Tuesday, October 30, 2012

In my active retirement work will be my source of satisfaction



Iam in the final leg of my academic journey. Hardly a year left for me to retire from active teaching and research- my work all along, for more than four decades.
Did this work give me happiness, peace, mental harmony? To be honest and tell the plain truth, the famous poetic quote,
Blessed is he who has found his work
 Let him ask no other happiness”
Was fully evident in my life, right from the start of the journey (Auguest 6, 1970).
Personally, ever since I joined my service, teaching became my passion. I did all the home work to do the class work, which made me happy. My efforts to perpare for IAS, and to write Bank Probationary officer exam, were not that serious, they were rightly nibbed in the bud.
It was raining heavily in the campus today. A warm cup of tea in the pleasent company of my younger collague lifted my acadamic spirit. In a casual chat, I told him that, in my retiement period as to, I will not be sulking or suffaring how to fill my time.
I have many impending, unfinished academic agenda I told him. It’s not just going to be filling leisure time intellegintly or diligantly but rather working even more harder and in a more pleasanter  environment because of, a guilt feeling that, I have not handled and managed my time  more effectivley and more responsibly thus far. 
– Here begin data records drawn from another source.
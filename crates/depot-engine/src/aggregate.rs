//! Live totals and the recent-activity feed.
//!
//! # Overview
//!
//! The [`AggregationCache`] keeps one subscription per store. Each watcher
//! task forwards full store snapshots to a single recompute task, which
//! rebuilds the aggregate and publishes it as an immutable
//! [`AggregateSnapshot`]. Readers only ever see a fully built snapshot.
//!
//! ```text
//! store A ─▶ watcher ─┐
//! store B ─▶ watcher ─┼─▶ mpsc ─▶ recompute ─▶ watch<Arc<AggregateSnapshot>>
//! store C ─▶ watcher ─┘
//! ```
//!
//! Subscriptions are treated as infinite. When one errors or ends, its
//! watcher waits [`CacheOptions::resubscribe_delay`] and subscribes again;
//! the other stores are unaffected.

use std::{
  cmp::Reverse,
  collections::{BTreeMap, HashMap},
  sync::Arc,
  time::Duration,
};

use depot_core::{
  asset::{ActivityEntry, AssetTag},
  category::Category,
  layout::StoreLayout,
  store::{AssetStore, StoredAsset},
};
use futures::StreamExt as _;
use serde::Serialize;
use tokio::sync::{mpsc, watch};

use crate::fanout::StoreSet;

// ─── Snapshot ────────────────────────────────────────────────────────────────

/// The document count of one store.
#[derive(Debug, Clone, PartialEq, Eq, Serialize)]
pub struct StoreCount {
  pub category: Category,
  pub store:    String,
  pub count:    usize,
  /// `false` until the store's first snapshot has arrived.
  pub loaded:   bool,
}

/// A consistent view of every store as of the last processed update.
#[derive(Debug, Clone, PartialEq, Eq, Serialize)]
pub struct AggregateSnapshot {
  /// Incremented on every recompute; 0 before any store has reported.
  pub version:  u64,
  /// Per-store counts, in store priority order.
  pub counts:   Vec<StoreCount>,
  /// One entry per tag, most recent activity first.
  pub activity: Vec<ActivityEntry>,
}

impl AggregateSnapshot {
  /// The snapshot before any store has reported.
  pub fn empty(layout: &StoreLayout) -> Self {
    Self::build(layout, &BTreeMap::new(), 0)
  }

  /// Rebuild from the last-known contents of each store.
  ///
  /// A tag found in more than one store keeps the entry with the later
  /// activity, ties going to the higher-priority store. Entries are ranked by
  /// `max(checkIn, checkOut)` descending, then store priority, then tag.
  /// Entries with no timestamp at all rank last.
  pub fn build(
    layout: &StoreLayout,
    per_store: &BTreeMap<Category, Vec<StoredAsset>>,
    version: u64,
  ) -> Self {
    let counts = layout
      .stores()
      .iter()
      .map(|spec| {
        let docs = per_store.get(&spec.category);
        StoreCount {
          category: spec.category,
          store:    spec.name.clone(),
          count:    docs.map_or(0, Vec::len),
          loaded:   docs.is_some(),
        }
      })
      .collect();

    let mut merged: HashMap<&AssetTag, (usize, ActivityEntry)> = HashMap::new();
    for (priority, spec) in layout.stores().iter().enumerate() {
      let Some(docs) = per_store.get(&spec.category) else { continue };
      for asset in docs {
        let entry =
          ActivityEntry::from_document(asset.tag.clone(), spec.category, &asset.document);
        match merged.get(&asset.tag) {
          Some((_, existing)) if existing.last_activity() >= entry.last_activity() => {}
          _ => {
            merged.insert(&asset.tag, (priority, entry));
          }
        }
      }
    }

    let mut ranked: Vec<(usize, ActivityEntry)> = merged.into_values().collect();
    ranked.sort_by(|(pa, a), (pb, b)| {
      let key_a = (a.last_activity().is_none(), Reverse(a.last_activity()));
      let key_b = (b.last_activity().is_none(), Reverse(b.last_activity()));
      key_a.cmp(&key_b).then(pa.cmp(pb)).then_with(|| a.tag.cmp(&b.tag))
    });

    Self {
      version,
      counts,
      activity: ranked.into_iter().map(|(_, e)| e).collect(),
    }
  }

  pub fn total_across_all_stores(&self) -> usize {
    self.counts.iter().map(|c| c.count).sum()
  }

  pub fn count(&self, category: Category) -> usize {
    self
      .counts
      .iter()
      .find(|c| c.category == category)
      .map_or(0, |c| c.count)
  }

  /// `true` once every store has delivered at least one snapshot.
  pub fn is_loaded(&self) -> bool { self.counts.iter().all(|c| c.loaded) }

  pub fn top_n_activity(&self, n: usize) -> &[ActivityEntry] {
    &self.activity[..n.min(self.activity.len())]
  }

  /// Entries whose tag contains `needle`, ignoring case, in ranked order.
  /// An empty needle matches everything.
  pub fn filtered_by(&self, needle: &str) -> Vec<&ActivityEntry> {
    let needle = needle.to_lowercase();
    self
      .activity
      .iter()
      .filter(|e| e.tag.as_str().to_lowercase().contains(&needle))
      .collect()
  }
}

// ─── Cache ───────────────────────────────────────────────────────────────────

#[derive(Debug, Clone)]
pub struct CacheOptions {
  /// Pause between a failed or finished subscription and the next attempt.
  pub resubscribe_delay: Duration,
  /// Snapshots buffered between the watchers and the recompute task.
  pub channel_capacity:  usize,
}

impl Default for CacheOptions {
  fn default() -> Self {
    Self { resubscribe_delay: Duration::from_secs(2), channel_capacity: 64 }
  }
}

/// Handle to the running aggregation. Cloning is cheap; the background tasks
/// stop when [`AggregationCache::shutdown`] is called or the last handle is
/// dropped.
#[derive(Clone)]
pub struct AggregationCache {
  snapshot: watch::Receiver<Arc<AggregateSnapshot>>,
  shutdown: Arc<watch::Sender<bool>>,
}

impl AggregationCache {
  /// Subscribe to every store in `stores` and start aggregating.
  pub fn spawn<S>(stores: Arc<StoreSet<S>>, options: CacheOptions) -> Self
  where
    S: AssetStore + 'static,
  {
    let layout = stores.layout().clone();
    let (publish, snapshot) = watch::channel(Arc::new(AggregateSnapshot::empty(&layout)));
    let (shutdown, _) = watch::channel(false);
    let (updates_tx, updates_rx) = mpsc::channel(options.channel_capacity.max(1));

    for category in layout.categories() {
      tokio::spawn(watch_store(
        stores.clone(),
        category,
        updates_tx.clone(),
        options.resubscribe_delay,
        shutdown.subscribe(),
      ));
    }
    tokio::spawn(recompute(layout, updates_rx, publish));

    Self { snapshot, shutdown: Arc::new(shutdown) }
  }

  /// The last fully processed snapshot.
  pub fn snapshot(&self) -> Arc<AggregateSnapshot> { self.snapshot.borrow().clone() }

  pub fn total_across_all_stores(&self) -> usize {
    self.snapshot.borrow().total_across_all_stores()
  }

  pub fn count(&self, category: Category) -> usize { self.snapshot.borrow().count(category) }

  pub fn top_n_activity(&self, n: usize) -> Vec<ActivityEntry> {
    self.snapshot.borrow().top_n_activity(n).to_vec()
  }

  pub fn filtered_by(&self, needle: &str) -> Vec<ActivityEntry> {
    self.snapshot.borrow().filtered_by(needle).into_iter().cloned().collect()
  }

  /// Wait for the next published snapshot. Returns `None` once the cache has
  /// stopped.
  pub async fn changed(&self) -> Option<Arc<AggregateSnapshot>> {
    let mut rx = self.snapshot.clone();
    rx.borrow_and_update();
    rx.changed().await.ok()?;
    Some(rx.borrow_and_update().clone())
  }

  /// A receiver that is notified on every published snapshot.
  pub fn watch(&self) -> watch::Receiver<Arc<AggregateSnapshot>> { self.snapshot.clone() }

  /// Wait until a published snapshot satisfies `pred`. Returns `None` if the
  /// cache stopped first.
  pub async fn wait_for(
    &self,
    mut pred: impl FnMut(&AggregateSnapshot) -> bool,
  ) -> Option<Arc<AggregateSnapshot>> {
    let mut rx = self.snapshot.clone();
    rx.wait_for(|s| pred(s)).await.ok().map(|s| s.clone())
  }

  /// Stop every watcher; the recompute task exits once they are gone.
  pub fn shutdown(&self) { self.shutdown.send_replace(true); }
}

/// Keep one store's subscription alive, forwarding every snapshot.
async fn watch_store<S: AssetStore>(
  stores: Arc<StoreSet<S>>,
  category: Category,
  updates: mpsc::Sender<(Category, Vec<StoredAsset>)>,
  delay: Duration,
  mut shutdown: watch::Receiver<bool>,
) {
  let store = match stores.store(category) {
    Ok(store) => store,
    Err(e) => {
      tracing::error!(store = %category, error = %e, "cannot watch store");
      return;
    }
  };

  loop {
    let subscribed = tokio::select! {
      res = store.subscribe() => res,
      _ = shutdown.changed() => return,
    };

    match subscribed {
      Ok(mut stream) => {
        tracing::debug!(store = %category, "subscribed");
        loop {
          tokio::select! {
            item = stream.next() => match item {
              Some(Ok(snapshot)) => {
                if updates.send((category, snapshot)).await.is_err() {
                  return;
                }
              }
              Some(Err(e)) => {
                tracing::warn!(store = %category, error = %e, "subscription failed; resubscribing");
                break;
              }
              None => {
                tracing::warn!(store = %category, "subscription ended; resubscribing");
                break;
              }
            },
            _ = shutdown.changed() => return,
          }
        }
      }
      Err(e) => {
        tracing::warn!(store = %category, error = %e, "could not subscribe; retrying");
      }
    }

    tokio::select! {
      _ = tokio::time::sleep(delay) => {}
      _ = shutdown.changed() => return,
    }
  }
}

/// The single writer: folds store snapshots into the published aggregate.
async fn recompute(
  layout: StoreLayout,
  mut updates: mpsc::Receiver<(Category, Vec<StoredAsset>)>,
  publish: watch::Sender<Arc<AggregateSnapshot>>,
) {
  let mut per_store: BTreeMap<Category, Vec<StoredAsset>> = BTreeMap::new();
  let mut version = 0;

  while let Some((category, snapshot)) = updates.recv().await {
    per_store.insert(category, snapshot);
    // Only the newest queued snapshot of each store matters.
    while let Ok((category, snapshot)) = updates.try_recv() {
      per_store.insert(category, snapshot);
    }

    version += 1;
    let aggregate = AggregateSnapshot::build(&layout, &per_store, version);
    tracing::debug!(
      version,
      total = aggregate.total_across_all_stores(),
      "aggregate recomputed"
    );
    publish.send_replace(Arc::new(aggregate));
  }
  tracing::debug!("aggregation stopped");
}
//! Error type for `depot-store-sqlite`.

use thiserror::Error;

#[derive(Debug, Error)]
pub enum Error {
  #[error("core error: {0}")]
  Core(#[from] depot_core::Error),

  #[error("database error: {0}")]
  Database(#[from] tokio_rusqlite::Error),

  #[error("json error: {0}")]
  Json(#[from] serde_json::Error),
}

pub type Result<T, E = Error> = std::result::Result<T, E>;
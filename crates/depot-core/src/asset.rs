//! Asset types: tags, stored documents, and the typed views derived from
//! them.
//!
//! The backing store only knows flat field maps ([`Document`]). Everything
//! typed ([`AssetRecord`], [`ActivityEntry`]) is a read-side projection of a
//! document, computed with the category of the store it was found in.

use std::{borrow::Borrow, collections::BTreeMap, fmt};

use chrono::{DateTime, Utc};
use serde::{Deserialize, Serialize};

use crate::{Error, Result, category::Category};

/// Well-known document field names.
pub mod fields {
  pub const OWNER: &str = "owner";
  pub const MODEL: &str = "model";
  pub const SERIAL: &str = "serialNumber";
  pub const LOCATION: &str = "currentLocation";
  pub const CHECK_IN: &str = "checkIn";
  pub const CHECK_OUT: &str = "checkOut";
}

// ─── AssetTag ────────────────────────────────────────────────────────────────

/// The unique key of a physical asset. Never empty; surrounding whitespace
/// (a trailing newline from a scanner, say) is stripped on construction.
#[derive(
  Debug, Clone, PartialEq, Eq, PartialOrd, Ord, Hash, Serialize, Deserialize,
)]
#[serde(try_from = "String", into = "String")]
pub struct AssetTag(String);

impl AssetTag {
  pub fn new(raw: impl AsRef<str>) -> Result<Self> {
    let trimmed = raw.as_ref().trim();
    if trimmed.is_empty() {
      return Err(Error::ValidationFailed("asset tag cannot be empty".into()));
    }
    Ok(Self(trimmed.to_owned()))
  }

  pub fn as_str(&self) -> &str { &self.0 }
}

impl TryFrom<String> for AssetTag {
  type Error = Error;

  fn try_from(value: String) -> Result<Self> { Self::new(value) }
}

impl From<AssetTag> for String {
  fn from(tag: AssetTag) -> Self { tag.0 }
}

impl AsRef<str> for AssetTag {
  fn as_ref(&self) -> &str { &self.0 }
}

impl Borrow<str> for AssetTag {
  fn borrow(&self) -> &str { &self.0 }
}

impl fmt::Display for AssetTag {
  fn fmt(&self, f: &mut fmt::Formatter<'_>) -> fmt::Result {
    f.pad(&self.0)
  }
}

// ─── Documents ───────────────────────────────────────────────────────────────

/// A single typed value inside a [`Document`].
#[derive(Debug, Clone, PartialEq, Serialize, Deserialize)]
#[serde(tag = "type", content = "value", rename_all = "snake_case")]
pub enum FieldValue {
  String(String),
  Number(f64),
  Timestamp(DateTime<Utc>),
}

impl From<String> for FieldValue {
  fn from(s: String) -> Self { Self::String(s) }
}

impl From<&str> for FieldValue {
  fn from(s: &str) -> Self { Self::String(s.to_owned()) }
}

impl From<f64> for FieldValue {
  fn from(n: f64) -> Self { Self::Number(n) }
}

impl From<DateTime<Utc>> for FieldValue {
  fn from(ts: DateTime<Utc>) -> Self { Self::Timestamp(ts) }
}

/// The flat field map stored under an asset tag.
#[derive(Debug, Clone, Default, PartialEq, Serialize, Deserialize)]
#[serde(transparent)]
pub struct Document(BTreeMap<String, FieldValue>);

impl Document {
  pub fn new() -> Self { Self::default() }

  pub fn get(&self, field: &str) -> Option<&FieldValue> { self.0.get(field) }

  pub fn get_str(&self, field: &str) -> Option<&str> {
    match self.0.get(field) {
      Some(FieldValue::String(s)) => Some(s),
      _ => None,
    }
  }

  pub fn get_timestamp(&self, field: &str) -> Option<DateTime<Utc>> {
    match self.0.get(field) {
      Some(FieldValue::Timestamp(ts)) => Some(*ts),
      _ => None,
    }
  }

  pub fn set(&mut self, field: impl Into<String>, value: impl Into<FieldValue>) {
    self.0.insert(field.into(), value.into());
  }

  /// Builder-style [`Document::set`].
  pub fn with(mut self, field: impl Into<String>, value: impl Into<FieldValue>) -> Self {
    self.set(field, value);
    self
  }

  /// Overlay `patch` onto `self`. Fields absent from the patch are kept.
  pub fn merge(&mut self, patch: Document) { self.0.extend(patch.0); }

  pub fn contains(&self, field: &str) -> bool { self.0.contains_key(field) }

  pub fn len(&self) -> usize { self.0.len() }

  pub fn is_empty(&self) -> bool { self.0.is_empty() }

  pub fn iter(&self) -> impl Iterator<Item = (&str, &FieldValue)> {
    self.0.iter().map(|(k, v)| (k.as_str(), v))
  }
}

impl FromIterator<(String, FieldValue)> for Document {
  fn from_iter<I: IntoIterator<Item = (String, FieldValue)>>(iter: I) -> Self {
    Self(iter.into_iter().collect())
  }
}

// ─── Transitions ─────────────────────────────────────────────────────────────

/// Whether an asset was last checked in (returned home) or checked out.
#[derive(Debug, Clone, Copy, PartialEq, Eq, Hash, Serialize, Deserialize)]
#[serde(rename_all = "snake_case")]
pub enum Direction {
  CheckIn,
  CheckOut,
}

impl Direction {
  /// The timestamp field this transition writes.
  pub fn field_name(self) -> &'static str {
    match self {
      Self::CheckIn => fields::CHECK_IN,
      Self::CheckOut => fields::CHECK_OUT,
    }
  }
}

// ─── AssetRecord ─────────────────────────────────────────────────────────────

/// A typed read of a [`Document`], interpreted under the category of the
/// store that holds it.
#[derive(Debug, Clone, PartialEq, Serialize, Deserialize)]
pub struct AssetRecord {
  pub category:  Category,
  /// The category-specific attribute (owner, model, or serial).
  pub attribute: Option<String>,
  pub location:  Option<String>,
  pub check_in:  Option<DateTime<Utc>>,
  pub check_out: Option<DateTime<Utc>>,
  /// The full stored document, including fields not modelled above.
  pub document:  Document,
}

impl AssetRecord {
  pub fn from_document(category: Category, document: Document) -> Self {
    let attribute = document
      .get_str(category.required_attribute().field_name())
      .map(str::to_owned);
    Self {
      category,
      attribute,
      location: document.get_str(fields::LOCATION).map(str::to_owned),
      check_in: document.get_timestamp(fields::CHECK_IN),
      check_out: document.get_timestamp(fields::CHECK_OUT),
      document,
    }
  }

  /// The most recent of the check-in and check-out timestamps.
  pub fn last_activity(&self) -> Option<DateTime<Utc>> {
    latest(self.check_in, self.check_out)
  }

  /// The direction of the last transition, decided by whichever timestamp
  /// is more recent. Equal timestamps count as checked in.
  pub fn state(&self) -> Option<Direction> { state_of(self.check_in, self.check_out) }
}

// ─── ActivityEntry ───────────────────────────────────────────────────────────

/// The read-only summary of an asset used for the recent-activity feed.
/// Rebuilt on every aggregation pass; never persisted.
#[derive(Debug, Clone, PartialEq, Eq, Serialize, Deserialize)]
pub struct ActivityEntry {
  pub tag:       AssetTag,
  pub category:  Category,
  pub check_in:  Option<DateTime<Utc>>,
  pub check_out: Option<DateTime<Utc>>,
}

impl ActivityEntry {
  pub fn from_document(tag: AssetTag, category: Category, doc: &Document) -> Self {
    Self {
      tag,
      category,
      check_in: doc.get_timestamp(fields::CHECK_IN),
      check_out: doc.get_timestamp(fields::CHECK_OUT),
    }
  }

  pub fn last_activity(&self) -> Option<DateTime<Utc>> {
    latest(self.check_in, self.check_out)
  }

  pub fn state(&self) -> Option<Direction> { state_of(self.check_in, self.check_out) }
}

fn state_of(
  check_in: Option<DateTime<Utc>>,
  check_out: Option<DateTime<Utc>>,
) -> Option<Direction> {
  match (check_in, check_out) {
    (Some(i), Some(o)) if o > i => Some(Direction::CheckOut),
    (Some(_), _) => Some(Direction::CheckIn),
    (None, Some(_)) => Some(Direction::CheckOut),
    (None, None) => None,
  }
}

fn latest(
  a: Option<DateTime<Utc>>,
  b: Option<DateTime<Utc>>,
) -> Option<DateTime<Utc>> {
  match (a, b) {
    (Some(a), Some(b)) => Some(a.max(b)),
    (a, b) => a.or(b),
  }
}

// ─── Attributes ──────────────────────────────────────────────────────────────

/// Attributes supplied when registering or transitioning an asset. Only the
/// one required by the target category is written.
#[derive(Debug, Clone, Default, PartialEq, Eq, Serialize, Deserialize)]
pub struct Attributes {
  pub owner:  Option<String>,
  pub model:  Option<String>,
  pub serial: Option<String>,
}

impl Attributes {
  pub fn get(&self, field: crate::category::AttributeField) -> Option<&str> {
    use crate::category::AttributeField;
    match field {
      AttributeField::Owner => self.owner.as_deref(),
      AttributeField::Model => self.model.as_deref(),
      AttributeField::Serial => self.serial.as_deref(),
    }
  }
}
My obsession with teaching and the attitude of reaching perfection in what all I do, an under-estimation of my own talent and more important, lack of ambition and drive in my life stood as a stumbling block in my acadamic progress.
At times when I get into a pensive or depressed mood, I doubt whether I will have the zest and ‘time’ to work many hours of the day at 65 plus! Yes, I will, and also I can, because it’s the only source of happiness for me.
Prof. D. Sambandhan
29/10/2012.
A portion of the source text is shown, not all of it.